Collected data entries
........
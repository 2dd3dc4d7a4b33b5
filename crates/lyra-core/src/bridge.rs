//! Background task that connects the store to a playback surface.
//!
//! The bridge owns a [`PlaybackSurface`] and drives it from three sources:
//! current-track changes published by the store, completion of the
//! asynchronous widget initialization, and notifications from the live
//! widget. Stopping the bridge aborts any pending initialization and destroys
//! the widget before the task exits.

use std::sync::Arc;

use async_trait::async_trait;
use tokio::sync::{mpsc, watch};
use tokio::task::{JoinError, JoinHandle};
use tracing::{debug, error, info};

use crate::error::Result;
use crate::playback::{PlaybackSurface, SurfaceAction, SurfaceState, VideoWidget, WidgetEvent};
use crate::playlist::Track;

/// Builds ready-to-use widgets.
///
/// `create` resolves once the embedded player reports ready. The bridge runs
/// it as its own task and aborts it if the track is cleared first.
#[async_trait]
pub trait WidgetFactory: Send + Sync + 'static {
    /// Widget type produced.
    type Widget: VideoWidget + 'static;

    /// Initialize a widget and wait until it is ready.
    ///
    /// # Errors
    ///
    /// Returns [`crate::Error::Widget`] if the player cannot be created.
    async fn create(&self) -> Result<Self::Widget>;
}

/// Handle for controlling a running playback bridge.
#[derive(Debug)]
pub struct PlaybackBridgeHandle {
    shutdown_tx: mpsc::Sender<()>,
    state_rx: watch::Receiver<SurfaceState>,
    task: JoinHandle<()>,
}

impl PlaybackBridgeHandle {
    /// Surface state after the last processed input.
    #[must_use]
    pub fn state(&self) -> SurfaceState {
        *self.state_rx.borrow()
    }

    /// Subscribe to surface state changes.
    #[must_use]
    pub fn subscribe_state(&self) -> watch::Receiver<SurfaceState> {
        self.state_rx.clone()
    }

    /// Stop the bridge and wait for the widget to be released.
    pub async fn stop(self) {
        let _ = self.shutdown_tx.send(()).await;
        if let Err(e) = self.task.await {
            error!("Playback bridge task failed: {}", e);
        }
    }
}

/// Spawns the task that keeps a playback surface in step with the store.
pub struct PlaybackBridge<F: WidgetFactory> {
    factory: Arc<F>,
}

impl<F: WidgetFactory> PlaybackBridge<F> {
    /// Create a bridge that builds widgets with `factory`.
    #[must_use]
    pub const fn new(factory: Arc<F>) -> Self {
        Self { factory }
    }

    /// Start the bridge.
    ///
    /// `current_track` comes from
    /// [`PlaylistStore::subscribe_current_track`](crate::store::PlaylistStore::subscribe_current_track);
    /// its value at start is applied immediately. `widget_events` carries
    /// notifications from whatever widget the factory produced.
    #[must_use]
    pub fn start(
        self,
        mut current_track: watch::Receiver<Option<Track>>,
        mut widget_events: mpsc::Receiver<WidgetEvent>,
    ) -> PlaybackBridgeHandle {
        let (shutdown_tx, mut shutdown_rx) = mpsc::channel::<()>(1);
        let (state_tx, state_rx) = watch::channel(SurfaceState::Idle);
        let factory = self.factory;

        let task = tokio::spawn(async move {
            let mut surface = PlaybackSurface::<F::Widget>::new();
            let mut pending: Option<JoinHandle<Result<F::Widget>>> = None;
            let mut tracks_open = true;
            let mut events_open = true;

            let initial = current_track.borrow_and_update().clone();
            apply_track(&mut surface, &mut pending, &factory, initial.as_ref());
            state_tx.send_replace(surface.state());

            loop {
                tokio::select! {
                    _ = shutdown_rx.recv() => {
                        debug!("Playback bridge shutting down");
                        break;
                    }
                    changed = current_track.changed(), if tracks_open => {
                        if changed.is_ok() {
                            let track = current_track.borrow_and_update().clone();
                            apply_track(&mut surface, &mut pending, &factory, track.as_ref());
                        } else {
                            debug!("Current track publisher closed");
                            tracks_open = false;
                        }
                    }
                    joined = wait_for_init(&mut pending) => {
                        pending = None;
                        match joined {
                            Ok(Ok(widget)) => {
                                info!("Video widget ready");
                                surface.widget_ready(widget);
                            }
                            Ok(Err(e)) => surface.initialization_failed(e),
                            Err(e) if e.is_cancelled() => debug!("Widget initialization cancelled"),
                            Err(e) => error!("Widget initialization task failed: {}", e),
                        }
                    }
                    event = widget_events.recv(), if events_open => {
                        match event {
                            Some(event) => surface.handle_event(event),
                            None => events_open = false,
                        }
                    }
                }
                state_tx.send_replace(surface.state());
            }

            if let Some(handle) = pending.take() {
                handle.abort();
            }
            surface.teardown();
            state_tx.send_replace(surface.state());
        });

        PlaybackBridgeHandle {
            shutdown_tx,
            state_rx,
            task,
        }
    }
}

fn apply_track<F: WidgetFactory>(
    surface: &mut PlaybackSurface<F::Widget>,
    pending: &mut Option<JoinHandle<Result<F::Widget>>>,
    factory: &Arc<F>,
    track: Option<&Track>,
) {
    match surface.sync_track(track) {
        SurfaceAction::InitializeWidget => {
            if pending.is_none() {
                let factory = Arc::clone(factory);
                *pending = Some(tokio::spawn(async move { factory.create().await }));
            }
        }
        SurfaceAction::CancelInitialization => {
            if let Some(handle) = pending.take() {
                debug!("Aborting widget initialization");
                handle.abort();
            }
        }
        SurfaceAction::None => {}
    }
}

async fn wait_for_init<T>(
    pending: &mut Option<JoinHandle<T>>,
) -> std::result::Result<T, JoinError> {
    match pending {
        Some(handle) => handle.await,
        None => std::future::pending().await,
    }
}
........
» **What you need to do**
Only a number is expected here: how many lines above contain the word "task".

» **Exercise answer**
11